Las hojas del ascensor se abrieron sin producir sonido alguno. Todos estaban recostados sobre las paredes de acero inoxidable con labrado mate. Había un espacio en donde cabían dos; el recinto central que antes estaba vacío, dejó ver el brillo y la limpieza inmaculada del piso. De pronto, en el mismo silencio, los pies de todos comenzaron a moverse, como cuando los pingüinos caminan, se acomodaron más y ahora cabían tres. Imposible no darse cuenta de que era una invitación a juntarse en la pared con ellos. El ascensor siguió su mudo y predecible recorrido. La puerta volvió a abrirse, ingresaron cinco personas y se situaron haciendo una especie de ‘C’ con esquinas bien definidas. Un par de segundos antes hubo un sutil gesto de todos casi impercetible. En un ascensor en cualquier otro lugar del mundo, ese movimiento podría no ser notorio, pero para los japoneses lo es, y mucho. Cada vez que alguien entró, inclinó la cabeza de manera muy sutil, apenas y al tiempo los pasajeros respondieron de igual forma; hay que repetir esa observación hasta darse cuenta de que eso está pasando. Se habían saludado pero ninguno miró a los ojos del otro. Los japoneses evitan el contacto visual directo, incluso durante una conversación, porque sienten una aproximación que puede atentar contra su intimidad. Aunque esto viene de muy atrás, de su cultura milenaria, el impacto sobre la conducta actual persiste.

Con la misma sutileza, caminan a paso raudo sin rozarse o tropezarse entre sí. Por ejemplo, el cruce peatonal delante de la estación de Shibuya es, sin duda, el más transitado y atiborrado del mundo. Basta mirar una y otra vez para maravillarse al ver cómo van y vienen tal como si un campo magnético los aislara, no se tocan. En contraste, para subirse al tren, es aceptado y, además para eso les pagan, que los ‘Oshiya’ o ‘empujadores’, embutan a los pasajeros en los vagones del metro en las horas pico cuando están repletos. Así evitan que algunos queden atrapados por las puertas.

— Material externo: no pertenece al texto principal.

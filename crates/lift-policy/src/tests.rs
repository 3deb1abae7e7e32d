//! Unit tests for the three movement policies.

use lift_building::{Elevator, Passenger, WaitingRegistry};
use lift_core::{Direction, Floor, PassengerId, SimRng};

use crate::{MovementPolicy, PolicyContext, PushyPassenger, RandomPolicy, ShortSighted};

// ── Helpers ───────────────────────────────────────────────────────────────────

fn passenger(id: u64, start: u32, target: u32) -> Passenger {
    Passenger::new(PassengerId(id), Floor(start), Floor(target))
}

fn elevator_at(floor: u32, capacity: usize) -> Elevator {
    let mut e = Elevator::new(capacity);
    e.set_floor(Floor(floor));
    e
}

fn waiting_on(floors: &[u32]) -> WaitingRegistry {
    let mut reg = WaitingRegistry::new();
    for (i, &floor) in floors.iter().enumerate() {
        // Target is irrelevant to movement decisions for waiters; pick any
        // other floor.
        let target = if floor == 1 { 2 } else { 1 };
        reg.push(Floor(floor), passenger(i as u64, floor, target));
    }
    reg
}

#[cfg(test)]
mod random_tests {
    use super::*;

    #[test]
    fn never_down_at_ground() {
        let reg = WaitingRegistry::new();
        let ctx = PolicyContext::new(&reg, Floor(6));
        let e = elevator_at(1, 1);
        let mut rng = SimRng::new(42);
        for _ in 0..500 {
            assert_ne!(RandomPolicy.decide(&e, &ctx, &mut rng), Direction::Down);
        }
    }

    #[test]
    fn never_up_at_top() {
        let reg = WaitingRegistry::new();
        let ctx = PolicyContext::new(&reg, Floor(6));
        let e = elevator_at(6, 1);
        let mut rng = SimRng::new(42);
        for _ in 0..500 {
            assert_ne!(RandomPolicy.decide(&e, &ctx, &mut rng), Direction::Up);
        }
    }

    #[test]
    fn mid_building_reaches_all_directions() {
        let reg = WaitingRegistry::new();
        let ctx = PolicyContext::new(&reg, Floor(6));
        let e = elevator_at(3, 1);
        let mut rng = SimRng::new(42);
        let mut seen = [false; 3];
        for _ in 0..500 {
            match RandomPolicy.decide(&e, &ctx, &mut rng) {
                Direction::Up => seen[0] = true,
                Direction::Down => seen[1] = true,
                Direction::Stay => seen[2] = true,
            }
        }
        assert_eq!(seen, [true, true, true], "all three directions should occur");
    }

    #[test]
    fn default_eligibility_frees_anyone_at_target() {
        let mut e = elevator_at(3, 2);
        e.board(passenger(0, 1, 3));
        e.board(passenger(1, 1, 5));
        assert!(RandomPolicy.disembark_eligible(&e, 0));
        assert!(!RandomPolicy.disembark_eligible(&e, 1));
    }
}

#[cfg(test)]
mod pushy_tests {
    use super::*;

    #[test]
    fn empty_car_heads_for_lowest_waiting_floor() {
        let reg = waiting_on(&[5, 2]);
        let ctx = PolicyContext::new(&reg, Floor(6));
        let e = elevator_at(4, 1);
        let mut rng = SimRng::new(0);
        assert_eq!(PushyPassenger.decide(&e, &ctx, &mut rng), Direction::Down);
    }

    #[test]
    fn empty_car_stays_when_nobody_waits() {
        let reg = WaitingRegistry::new();
        let ctx = PolicyContext::new(&reg, Floor(6));
        let e = elevator_at(4, 1);
        let mut rng = SimRng::new(0);
        assert_eq!(PushyPassenger.decide(&e, &ctx, &mut rng), Direction::Stay);
    }

    #[test]
    fn empty_car_stays_on_the_demand_floor() {
        let reg = waiting_on(&[4]);
        let ctx = PolicyContext::new(&reg, Floor(6));
        let e = elevator_at(4, 1);
        let mut rng = SimRng::new(0);
        assert_eq!(PushyPassenger.decide(&e, &ctx, &mut rng), Direction::Stay);
    }

    #[test]
    fn occupied_car_follows_first_boarder_only() {
        let mut e = elevator_at(4, 2);
        e.board(passenger(0, 1, 2)); // first boarder wants down
        e.board(passenger(1, 1, 6)); // second wants up — ignored
        let reg = waiting_on(&[6]);
        let ctx = PolicyContext::new(&reg, Floor(6));
        let mut rng = SimRng::new(0);
        assert_eq!(PushyPassenger.decide(&e, &ctx, &mut rng), Direction::Down);
    }

    #[test]
    fn only_head_of_list_may_leave() {
        // Car at floor 3 with [P1(target 3), P2(target 5)] — only P1 leaves.
        let mut e = elevator_at(3, 2);
        e.board(passenger(1, 1, 3));
        e.board(passenger(2, 1, 5));
        assert!(PushyPassenger.disembark_eligible(&e, 0));
        assert!(!PushyPassenger.disembark_eligible(&e, 1));
    }

    #[test]
    fn head_stays_put_away_from_its_target() {
        // Head's target is elsewhere: nobody leaves, even a non-head whose
        // target is the current floor.
        let mut e = elevator_at(5, 2);
        e.board(passenger(1, 1, 3));
        e.board(passenger(2, 1, 5));
        assert!(!PushyPassenger.disembark_eligible(&e, 0));
        assert!(!PushyPassenger.disembark_eligible(&e, 1));
    }
}

#[cfg(test)]
mod short_sighted_tests {
    use super::*;

    #[test]
    fn empty_car_heads_for_nearest_waiting_floor() {
        // Floor 4, waiting at {2, 7}: distance 2 beats distance 3 → down.
        let reg = waiting_on(&[2, 7]);
        let ctx = PolicyContext::new(&reg, Floor(8));
        let e = elevator_at(4, 1);
        let mut rng = SimRng::new(0);
        assert_eq!(ShortSighted.decide(&e, &ctx, &mut rng), Direction::Down);
    }

    #[test]
    fn nearest_tie_goes_to_lower_floor() {
        let reg = waiting_on(&[3, 5]);
        let ctx = PolicyContext::new(&reg, Floor(8));
        let e = elevator_at(4, 1);
        let mut rng = SimRng::new(0);
        assert_eq!(ShortSighted.decide(&e, &ctx, &mut rng), Direction::Down);
    }

    #[test]
    fn empty_car_stays_when_nobody_waits() {
        let reg = WaitingRegistry::new();
        let ctx = PolicyContext::new(&reg, Floor(8));
        let e = elevator_at(4, 1);
        let mut rng = SimRng::new(0);
        assert_eq!(ShortSighted.decide(&e, &ctx, &mut rng), Direction::Stay);
    }

    #[test]
    fn occupied_car_chases_nearest_target() {
        let mut e = elevator_at(4, 3);
        e.board(passenger(0, 1, 8)); // distance 4
        e.board(passenger(1, 1, 5)); // distance 1 — nearest
        e.board(passenger(2, 1, 1)); // distance 3
        let reg = WaitingRegistry::new();
        let ctx = PolicyContext::new(&reg, Floor(8));
        let mut rng = SimRng::new(0);
        assert_eq!(ShortSighted.decide(&e, &ctx, &mut rng), Direction::Up);
    }

    #[test]
    fn onboard_tie_goes_to_lower_target() {
        let mut e = elevator_at(4, 2);
        e.board(passenger(0, 1, 5)); // distance 1
        e.board(passenger(1, 1, 3)); // distance 1, lower target — wins
        let reg = WaitingRegistry::new();
        let ctx = PolicyContext::new(&reg, Floor(8));
        let mut rng = SimRng::new(0);
        assert_eq!(ShortSighted.decide(&e, &ctx, &mut rng), Direction::Down);
    }

    #[test]
    fn parks_on_a_passenger_target_floor() {
        let mut e = elevator_at(5, 2);
        e.board(passenger(0, 1, 5));
        let reg = WaitingRegistry::new();
        let ctx = PolicyContext::new(&reg, Floor(8));
        let mut rng = SimRng::new(0);
        assert_eq!(ShortSighted.decide(&e, &ctx, &mut rng), Direction::Stay);
    }

    #[test]
    fn anyone_at_target_may_leave() {
        let mut e = elevator_at(3, 2);
        e.board(passenger(0, 1, 5));
        e.board(passenger(1, 1, 3));
        assert!(!ShortSighted.disembark_eligible(&e, 0));
        assert!(ShortSighted.disembark_eligible(&e, 1));
    }

    #[test]
    fn waiting_demand_ignored_while_occupied() {
        // Somebody waits next door at floor 5, but the onboard target at
        // floor 2 is what counts.
        let mut e = elevator_at(4, 1);
        e.board(passenger(0, 1, 2));
        let reg = waiting_on(&[5]);
        let ctx = PolicyContext::new(&reg, Floor(8));
        let mut rng = SimRng::new(0);
        assert_eq!(ShortSighted.decide(&e, &ctx, &mut rng), Direction::Down);
    }
}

A pesar de su organización, la sociedad japonesa se ha deteriorado en los últimos años. El núcleo familiar sufre de manera profunda porque su estructura se ha ido diluyendo. El jefe del hogar encuentra un buen pretexto para no llegar temprano a casa. Se va a un barcito donde le guardan su botella marcada; es su segundo hogar. El alcohol domina la escena japonesa, pero, a diferencia de la nuestra, ellos no tienen la fantástica oportunidad de escapar por esa ventana mágicamente brutal que es nuestro carnaval.

El guayabo de los recientes y fabulosos carnavales parece no haber dejado resaca. La ciudad y su gente fluyen otra vez a su yunque martillar. Después del ‘coge, coge’ y la recocha infinita, en que todo fue electricidad pura, ese inmenso cortocircuito de alegría nos regresa a lo cotidiano con la certeza de que en un año estaremos en plena gozadera con una nueva reina, cuyo nombre es desde el miércoles, con las cenizas todavía frescas, un tema caliente.

“ No hay antídoto para la gente tóxica, el muy alto precio lo paga usted. Aléjese: notará el cambio enseguida”.